Your objective ->
Output everything in the listing exactly.

** Opening Raw data block **

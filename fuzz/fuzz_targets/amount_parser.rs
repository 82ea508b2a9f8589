//! Fuzz target for decimal amount parsing.
//!
//! # Running
//!
//! ```bash
//! cargo +nightly fuzz run amount_parser
//! ```

#![no_main]

use libfuzzer_sys::fuzz_target;
use rawtx_core::amount::{format_amount, parse_amount, ETHER_DECIMALS};

fuzz_target!(|text: &str| {
    if let Ok(wei) = parse_amount(text) {
        // Formatting is lossless, so a parsed amount survives a second pass.
        let formatted = format_amount(wei, ETHER_DECIMALS);
        assert_eq!(parse_amount(&formatted).ok(), Some(wei));
    }
});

** Closing Raw data block **

Reply to the exercise ->
filename fuzz/fuzz_targets/amount_parser.rs
repository 82ea508b2a9f8589
//! Fuzz target for decimal amount parsing.
//!
//! # Running
//!
//! ```bash
//! cargo +nightly fuzz run amount_parser
//! ```

#![no_main]

use libfuzzer_sys::fuzz_target;
use rawtx_core::amount::{format_amount, parse_amount, ETHER_DECIMALS};

fuzz_target!(|text: &str| {
    if let Ok(wei) = parse_amount(text) {
        // Formatting is lossless, so a parsed amount survives a second pass.
        let formatted = format_amount(wei, ETHER_DECIMALS);
        assert_eq!(parse_amount(&formatted).ok(), Some(wei));
    }
});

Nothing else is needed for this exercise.